Analysis & Reflection

  1. The bar chart shows the same trend pattern with the peak being in 1970.

  2. I chose the bar chart to show an easy to read visualization that makes it easy for the reader to see the proximity I am examining in this case the closeness between Decade and Albums.

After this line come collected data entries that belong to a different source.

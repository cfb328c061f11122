use serde::Deserialize;
use sha2::{Digest, Sha256};
use std::fmt;

pub const MAX_DOCUMENT_ID_LEN: usize = 256;

/// Longest artifact key used verbatim. Leaves room for suffixes under the 255-byte
/// file name limit.
pub const MAX_ARTIFACT_KEY_LEN: usize = 200;
const HASHED_KEY_PREFIX_LEN: usize = MAX_ARTIFACT_KEY_LEN - 65;

/// Validated document identifier. Safe to use as a relative artifact path.
#[derive(Debug, Clone, PartialEq, Eq, Hash)]
pub struct DocumentId(String);

#[derive(Debug, Clone, PartialEq, Eq, thiserror::Error)]
pub enum DocumentError {
    #[error("record payload is not a valid document notification: {0}")]
    Payload(String),
    #[error("document id is empty")]
    EmptyId,
    #[error("document id is {len} bytes long (max {MAX_DOCUMENT_ID_LEN})")]
    IdTooLong { len: usize },
    #[error("document id {id:?} contains invalid character {ch:?}")]
    InvalidCharacter { id: String, ch: char },
    #[error("document id {0:?} must not start with '.' or '/' or contain '..'")]
    UnsafePath(String),
}

impl DocumentId {
    pub fn parse(raw: &str) -> Result<Self, DocumentError> {
        if raw.is_empty() {
            return Err(DocumentError::EmptyId);
        }
        if raw.len() > MAX_DOCUMENT_ID_LEN {
            return Err(DocumentError::IdTooLong { len: raw.len() });
        }
        if let Some(ch) = raw
            .chars()
            .find(|ch| !(ch.is_ascii_alphanumeric() || matches!(ch, '.' | '_' | '-' | '/')))
        {
            return Err(DocumentError::InvalidCharacter {
                id: raw.to_owned(),
                ch,
            });
        }
        if raw.starts_with('.') || raw.starts_with('/') || raw.contains("..") {
            return Err(DocumentError::UnsafePath(raw.to_owned()));
        }
        Ok(Self(raw.to_owned()))
    }

    pub fn as_str(&self) -> &str {
        &self.0
    }

    /// Flat file name for the artifact. `%` is outside the id charset, so keys never collide.
    ///
    /// Keys that would exceed [`MAX_ARTIFACT_KEY_LEN`] keep a readable prefix and end
    /// in `~` plus the id's SHA-256; `~` is outside the charset too.
    pub fn artifact_key(&self) -> String {
        let escaped = self.0.replace('/', "%2F");
        if escaped.len() <= MAX_ARTIFACT_KEY_LEN {
            return escaped;
        }
        format!("{}~{}", &escaped[..HASHED_KEY_PREFIX_LEN], self.digest())
    }

    /// Hex SHA-256 of the raw id.
    pub fn digest(&self) -> String {
        let mut hasher = Sha256::new();
        hasher.update(self.0.as_bytes());
        hex::encode(hasher.finalize())
    }
}

impl fmt::Display for DocumentId {
    fn fmt(&self, f: &mut fmt::Formatter<'_>) -> fmt::Result {
        f.write_str(&self.0)
    }
}

/// JSON body of a "document available" record.
#[derive(Debug, Clone, Deserialize)]
pub struct DocumentPayload {
    pub document_id: String,
    #[serde(default)]
    pub location: Option<String>,
}

#[derive(Debug, Clone, PartialEq, Eq)]
pub struct Document {
    pub id: DocumentId,
    pub locator: String,
}

/// Decodes a record payload. The locator is the explicit `location`, else
/// `{base_url}/pdf/{id}` when a base URL is configured, else the bare id.
pub fn decode_document(data: &[u8], base_url: Option<&str>) -> Result<Document, DocumentError> {
    let payload: DocumentPayload =
        serde_json::from_slice(data).map_err(|err| DocumentError::Payload(err.to_string()))?;
    let id = DocumentId::parse(&payload.document_id)?;

    let locator = match payload
        .location
        .map(|location| location.trim().to_owned())
        .filter(|location| !location.is_empty())
    {
        Some(location) => location,
        None => match base_url {
            Some(base) => format!("{}/pdf/{}", base.trim_end_matches('/'), id),
            None => id.to_string(),
        },
    };

    Ok(Document { id, locator })
}
//! Durable per-shard checkpoints: the store trait, the file-backed store used on the
//! checkpoint volume, and an in-memory store for embedding.

pub mod file;
pub mod memory;
pub mod store;

pub use file::FileCheckpointStore;
pub use memory::MemoryCheckpointStore;
pub use store::{Checkpoint, CheckpointError, CheckpointFuture, CheckpointStore};
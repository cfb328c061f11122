//! Fixed-size pool of extraction workers sharing one admission queue.

use super::worker::{Worker, WorkerActivityTracker, WorkerShared};
use crate::runtime::fatal::FatalErrorHandler;
use futures::FutureExt;
use std::any::Any;
use std::sync::Arc;
use tokio::task::JoinHandle;
use tokio_util::sync::CancellationToken;

pub(crate) struct WorkerPool {
    size: usize,
    activity: Arc<WorkerActivityTracker>,
    workers: Vec<JoinHandle<()>>,
}

impl WorkerPool {
    pub(crate) fn new(size: usize) -> Self {
        Self {
            size: size.max(1),
            activity: Arc::new(WorkerActivityTracker::new()),
            workers: Vec::new(),
        }
    }

    pub(crate) fn activity(&self) -> Arc<WorkerActivityTracker> {
        self.activity.clone()
    }

    pub(crate) fn size(&self) -> usize {
        self.size
    }

    /// Spawns the workers. A worker that errors or panics is a fatal pipeline error.
    pub(crate) fn launch(
        &mut self,
        shared: WorkerShared,
        run_token: CancellationToken,
        fatal_handler: Arc<FatalErrorHandler>,
    ) {
        self.workers.clear();

        for worker_id in 0..self.size {
            let worker = Worker::new(worker_id, shared.clone(), run_token.clone());
            let fatal_handler = fatal_handler.clone();

            let handle = tokio::spawn(async move {
                let result = std::panic::AssertUnwindSafe(worker.run())
                    .catch_unwind()
                    .await;

                match result {
                    Ok(Ok(())) => {}
                    Ok(Err(err)) => {
                        tracing::error!(
                            worker = worker_id,
                            error = %err,
                            "worker task exited with error"
                        );
                        let context = format!("worker {worker_id} exited with error");
                        let err = err.context(context.clone());
                        fatal_handler.trigger_external(context.as_str(), err);
                    }
                    Err(panic_payload) => {
                        let panic_msg = panic_message(panic_payload.as_ref());
                        tracing::error!(
                            worker = worker_id,
                            panic = %panic_msg,
                            "worker task panicked"
                        );
                        let context = format!("worker {worker_id} panicked");
                        let panic_error =
                            anyhow::anyhow!("worker {worker_id} panicked: {panic_msg}");
                        fatal_handler.trigger_external(context.as_str(), panic_error);
                    }
                }
            });

            self.workers.push(handle);
        }
    }

    pub(crate) fn shutdown(&mut self) -> Vec<JoinHandle<()>> {
        std::mem::take(&mut self.workers)
    }
}

fn panic_message(panic: &(dyn Any + Send)) -> String {
    if let Some(message) = panic.downcast_ref::<&str>() {
        (*message).to_string()
    } else if let Some(message) = panic.downcast_ref::<String>() {
        message.clone()
    } else {
        "unknown panic payload".to_string()
    }
}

  3. For the closeness between Decade and Albums I belive the bar chart is the better option as it does an excellent job at portraying what similarities you may be trying to visualize where other chart options may be more confusing to read and have the potential to be unpleasant for the reader to attempt to make sense of the data.

Conclusion

Both of my visualizations look at two different categorical comparisons yet show similar results. My first bar chart showed the correlation between Genre and Decade while my second bar chart shows the correlation between number of albums and Decade. Both these visualizations show that the rolling stones top 500 peaked in the 1970’s.